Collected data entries
*** Block opens ***

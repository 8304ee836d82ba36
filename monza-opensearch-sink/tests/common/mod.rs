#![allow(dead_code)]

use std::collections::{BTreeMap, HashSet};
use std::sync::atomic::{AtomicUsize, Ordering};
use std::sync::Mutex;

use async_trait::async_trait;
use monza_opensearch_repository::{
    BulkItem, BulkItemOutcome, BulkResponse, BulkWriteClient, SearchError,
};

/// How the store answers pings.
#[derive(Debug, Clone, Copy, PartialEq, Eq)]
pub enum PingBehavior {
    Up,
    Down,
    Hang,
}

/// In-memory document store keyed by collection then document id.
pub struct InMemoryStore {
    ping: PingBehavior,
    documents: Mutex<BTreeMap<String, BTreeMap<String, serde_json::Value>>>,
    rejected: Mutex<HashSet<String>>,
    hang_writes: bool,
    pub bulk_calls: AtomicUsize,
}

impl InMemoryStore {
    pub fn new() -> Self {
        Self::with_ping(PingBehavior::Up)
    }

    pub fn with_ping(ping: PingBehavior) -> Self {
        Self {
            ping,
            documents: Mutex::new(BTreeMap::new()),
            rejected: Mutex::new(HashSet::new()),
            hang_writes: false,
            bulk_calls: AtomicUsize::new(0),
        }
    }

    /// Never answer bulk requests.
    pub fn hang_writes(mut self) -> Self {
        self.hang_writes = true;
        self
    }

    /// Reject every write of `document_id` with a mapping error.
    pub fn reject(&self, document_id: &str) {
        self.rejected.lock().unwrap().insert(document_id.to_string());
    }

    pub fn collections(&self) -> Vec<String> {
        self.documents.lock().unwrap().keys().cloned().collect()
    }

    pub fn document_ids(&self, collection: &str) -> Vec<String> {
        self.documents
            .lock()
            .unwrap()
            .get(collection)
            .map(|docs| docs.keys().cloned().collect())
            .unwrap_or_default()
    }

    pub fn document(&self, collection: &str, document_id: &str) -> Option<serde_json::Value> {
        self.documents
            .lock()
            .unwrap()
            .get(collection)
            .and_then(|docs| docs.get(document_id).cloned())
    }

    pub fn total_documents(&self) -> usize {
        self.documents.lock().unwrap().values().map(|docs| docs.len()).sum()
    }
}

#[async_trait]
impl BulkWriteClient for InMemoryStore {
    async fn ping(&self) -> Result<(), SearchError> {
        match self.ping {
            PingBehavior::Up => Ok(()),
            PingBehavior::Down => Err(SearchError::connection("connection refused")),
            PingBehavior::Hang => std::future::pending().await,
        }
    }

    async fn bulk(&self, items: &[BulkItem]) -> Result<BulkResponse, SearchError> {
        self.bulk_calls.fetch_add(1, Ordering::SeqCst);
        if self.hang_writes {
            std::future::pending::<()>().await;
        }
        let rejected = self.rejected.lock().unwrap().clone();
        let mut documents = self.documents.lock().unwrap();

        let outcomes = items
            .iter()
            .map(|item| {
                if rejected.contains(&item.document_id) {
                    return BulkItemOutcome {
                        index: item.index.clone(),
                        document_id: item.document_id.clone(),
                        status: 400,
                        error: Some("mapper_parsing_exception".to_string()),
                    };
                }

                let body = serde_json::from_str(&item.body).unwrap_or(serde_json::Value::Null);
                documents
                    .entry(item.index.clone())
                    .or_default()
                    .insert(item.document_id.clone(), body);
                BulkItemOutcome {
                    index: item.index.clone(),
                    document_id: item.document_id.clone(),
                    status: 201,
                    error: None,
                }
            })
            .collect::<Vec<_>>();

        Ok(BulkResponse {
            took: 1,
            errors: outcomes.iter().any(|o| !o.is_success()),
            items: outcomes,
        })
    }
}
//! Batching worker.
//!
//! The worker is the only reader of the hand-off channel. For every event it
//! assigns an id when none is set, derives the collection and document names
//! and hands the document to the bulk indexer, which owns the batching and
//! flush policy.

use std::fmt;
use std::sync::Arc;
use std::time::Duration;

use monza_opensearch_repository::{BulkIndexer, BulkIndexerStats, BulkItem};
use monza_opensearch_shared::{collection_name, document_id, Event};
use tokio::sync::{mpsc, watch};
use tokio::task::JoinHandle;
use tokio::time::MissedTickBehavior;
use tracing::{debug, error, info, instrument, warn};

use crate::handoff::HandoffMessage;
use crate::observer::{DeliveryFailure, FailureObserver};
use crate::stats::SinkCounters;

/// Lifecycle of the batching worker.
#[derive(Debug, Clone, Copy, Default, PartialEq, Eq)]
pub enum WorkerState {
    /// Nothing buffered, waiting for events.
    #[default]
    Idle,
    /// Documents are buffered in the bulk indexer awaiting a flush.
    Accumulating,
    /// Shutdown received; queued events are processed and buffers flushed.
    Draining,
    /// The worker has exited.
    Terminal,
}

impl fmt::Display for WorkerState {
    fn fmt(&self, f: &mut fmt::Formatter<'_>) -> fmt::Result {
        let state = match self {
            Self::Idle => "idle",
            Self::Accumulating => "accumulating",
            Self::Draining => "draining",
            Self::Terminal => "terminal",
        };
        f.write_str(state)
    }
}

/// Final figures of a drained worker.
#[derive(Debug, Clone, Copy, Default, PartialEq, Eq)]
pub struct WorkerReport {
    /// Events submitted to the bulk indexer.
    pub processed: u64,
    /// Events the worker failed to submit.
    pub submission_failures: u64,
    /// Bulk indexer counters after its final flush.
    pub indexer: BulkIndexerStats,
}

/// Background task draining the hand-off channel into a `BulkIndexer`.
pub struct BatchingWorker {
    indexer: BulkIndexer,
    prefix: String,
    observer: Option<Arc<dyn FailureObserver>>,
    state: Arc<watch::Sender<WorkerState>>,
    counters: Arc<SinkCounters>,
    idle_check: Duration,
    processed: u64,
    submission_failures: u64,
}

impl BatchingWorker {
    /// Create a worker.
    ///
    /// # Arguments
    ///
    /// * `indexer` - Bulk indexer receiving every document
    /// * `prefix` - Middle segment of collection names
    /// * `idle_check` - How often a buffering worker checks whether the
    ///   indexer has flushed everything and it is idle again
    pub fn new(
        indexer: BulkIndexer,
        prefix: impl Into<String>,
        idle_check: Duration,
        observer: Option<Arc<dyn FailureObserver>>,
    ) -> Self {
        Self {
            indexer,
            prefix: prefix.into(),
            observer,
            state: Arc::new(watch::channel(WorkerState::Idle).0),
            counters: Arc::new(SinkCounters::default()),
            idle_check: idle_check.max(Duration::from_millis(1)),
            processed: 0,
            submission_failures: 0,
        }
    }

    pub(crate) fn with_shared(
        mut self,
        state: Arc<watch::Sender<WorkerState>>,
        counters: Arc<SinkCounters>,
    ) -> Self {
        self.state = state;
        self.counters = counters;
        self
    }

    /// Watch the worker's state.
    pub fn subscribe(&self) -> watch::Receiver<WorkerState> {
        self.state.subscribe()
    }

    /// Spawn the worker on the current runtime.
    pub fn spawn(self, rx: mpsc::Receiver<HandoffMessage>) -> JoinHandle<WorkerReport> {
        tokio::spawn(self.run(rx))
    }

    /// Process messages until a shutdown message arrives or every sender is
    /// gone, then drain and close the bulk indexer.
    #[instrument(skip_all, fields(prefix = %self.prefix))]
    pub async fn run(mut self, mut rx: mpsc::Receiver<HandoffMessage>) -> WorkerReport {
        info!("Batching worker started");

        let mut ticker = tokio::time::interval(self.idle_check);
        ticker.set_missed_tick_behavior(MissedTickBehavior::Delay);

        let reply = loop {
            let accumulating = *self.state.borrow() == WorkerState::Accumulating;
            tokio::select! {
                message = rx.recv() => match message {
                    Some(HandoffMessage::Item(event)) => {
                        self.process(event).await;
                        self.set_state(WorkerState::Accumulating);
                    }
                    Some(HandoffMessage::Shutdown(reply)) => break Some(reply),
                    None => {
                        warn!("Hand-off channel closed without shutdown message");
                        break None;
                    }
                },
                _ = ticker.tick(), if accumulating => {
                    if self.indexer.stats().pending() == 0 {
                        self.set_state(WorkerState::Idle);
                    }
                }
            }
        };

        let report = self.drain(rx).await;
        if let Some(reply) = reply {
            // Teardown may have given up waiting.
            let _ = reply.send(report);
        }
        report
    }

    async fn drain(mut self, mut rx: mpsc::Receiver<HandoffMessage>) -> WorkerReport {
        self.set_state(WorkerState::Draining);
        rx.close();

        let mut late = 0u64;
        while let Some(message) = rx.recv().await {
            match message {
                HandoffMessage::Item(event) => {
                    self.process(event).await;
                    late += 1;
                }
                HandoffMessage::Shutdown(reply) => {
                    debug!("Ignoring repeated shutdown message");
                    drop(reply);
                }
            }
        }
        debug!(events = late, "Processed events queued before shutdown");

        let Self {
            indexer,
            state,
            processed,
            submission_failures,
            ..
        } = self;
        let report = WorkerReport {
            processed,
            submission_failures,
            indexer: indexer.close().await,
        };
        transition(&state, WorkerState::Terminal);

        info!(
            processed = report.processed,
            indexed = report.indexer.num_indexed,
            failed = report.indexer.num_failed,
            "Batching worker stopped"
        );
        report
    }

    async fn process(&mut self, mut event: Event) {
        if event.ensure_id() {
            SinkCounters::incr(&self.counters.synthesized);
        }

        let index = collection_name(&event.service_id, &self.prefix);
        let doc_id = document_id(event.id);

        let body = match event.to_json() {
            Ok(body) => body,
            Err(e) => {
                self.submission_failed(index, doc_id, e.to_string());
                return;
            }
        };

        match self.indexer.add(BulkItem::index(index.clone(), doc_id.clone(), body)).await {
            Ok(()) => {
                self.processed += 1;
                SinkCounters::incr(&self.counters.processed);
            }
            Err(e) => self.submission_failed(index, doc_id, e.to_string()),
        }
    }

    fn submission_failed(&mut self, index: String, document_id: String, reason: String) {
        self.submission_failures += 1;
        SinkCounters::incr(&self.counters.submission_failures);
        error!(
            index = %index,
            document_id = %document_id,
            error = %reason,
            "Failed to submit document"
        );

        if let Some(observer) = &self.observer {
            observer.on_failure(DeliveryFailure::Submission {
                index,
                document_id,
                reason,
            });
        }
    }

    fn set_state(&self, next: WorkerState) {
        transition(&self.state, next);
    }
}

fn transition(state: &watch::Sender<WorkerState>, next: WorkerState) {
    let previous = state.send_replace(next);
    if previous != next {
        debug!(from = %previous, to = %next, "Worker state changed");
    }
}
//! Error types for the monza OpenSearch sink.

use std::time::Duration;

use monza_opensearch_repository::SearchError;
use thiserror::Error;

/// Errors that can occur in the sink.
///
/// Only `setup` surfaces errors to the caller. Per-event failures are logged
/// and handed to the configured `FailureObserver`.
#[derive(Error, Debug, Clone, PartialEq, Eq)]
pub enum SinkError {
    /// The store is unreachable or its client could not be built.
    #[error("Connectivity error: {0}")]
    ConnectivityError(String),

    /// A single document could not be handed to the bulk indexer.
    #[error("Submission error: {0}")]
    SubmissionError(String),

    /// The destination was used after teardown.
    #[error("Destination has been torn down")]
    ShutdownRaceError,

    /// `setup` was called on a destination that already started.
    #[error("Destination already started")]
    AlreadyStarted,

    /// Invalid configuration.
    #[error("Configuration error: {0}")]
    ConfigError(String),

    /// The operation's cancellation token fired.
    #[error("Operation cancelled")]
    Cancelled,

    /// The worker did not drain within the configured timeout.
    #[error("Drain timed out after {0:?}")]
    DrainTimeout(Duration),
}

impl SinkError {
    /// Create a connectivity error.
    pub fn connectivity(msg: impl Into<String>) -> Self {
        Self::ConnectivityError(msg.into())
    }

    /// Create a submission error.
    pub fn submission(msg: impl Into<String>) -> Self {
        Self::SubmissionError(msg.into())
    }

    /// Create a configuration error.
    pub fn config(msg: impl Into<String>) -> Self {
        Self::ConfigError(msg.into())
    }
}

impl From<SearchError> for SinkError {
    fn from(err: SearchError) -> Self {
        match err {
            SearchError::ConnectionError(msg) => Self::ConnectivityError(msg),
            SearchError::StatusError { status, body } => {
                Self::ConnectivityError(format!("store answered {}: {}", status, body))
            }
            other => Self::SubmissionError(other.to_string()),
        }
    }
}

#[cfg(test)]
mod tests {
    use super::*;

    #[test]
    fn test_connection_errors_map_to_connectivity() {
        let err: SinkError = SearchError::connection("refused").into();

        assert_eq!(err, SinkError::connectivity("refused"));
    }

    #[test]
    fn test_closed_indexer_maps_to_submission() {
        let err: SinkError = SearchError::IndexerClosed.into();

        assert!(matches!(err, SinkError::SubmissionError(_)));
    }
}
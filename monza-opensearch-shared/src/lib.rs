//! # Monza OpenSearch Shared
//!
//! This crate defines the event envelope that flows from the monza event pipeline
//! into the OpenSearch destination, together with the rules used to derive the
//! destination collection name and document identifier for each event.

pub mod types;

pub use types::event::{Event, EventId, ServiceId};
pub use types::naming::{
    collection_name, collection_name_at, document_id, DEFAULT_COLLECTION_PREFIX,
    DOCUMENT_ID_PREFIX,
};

*** Block closes ***

**THE TASK**: Gather up, from the records above, each line where the word "HashSet" appears.

**TASK OUTPUT**:
use std::collections::{BTreeMap, HashSet};
    rejected: Mutex<HashSet<String>>,
            rejected: Mutex::new(HashSet::new()),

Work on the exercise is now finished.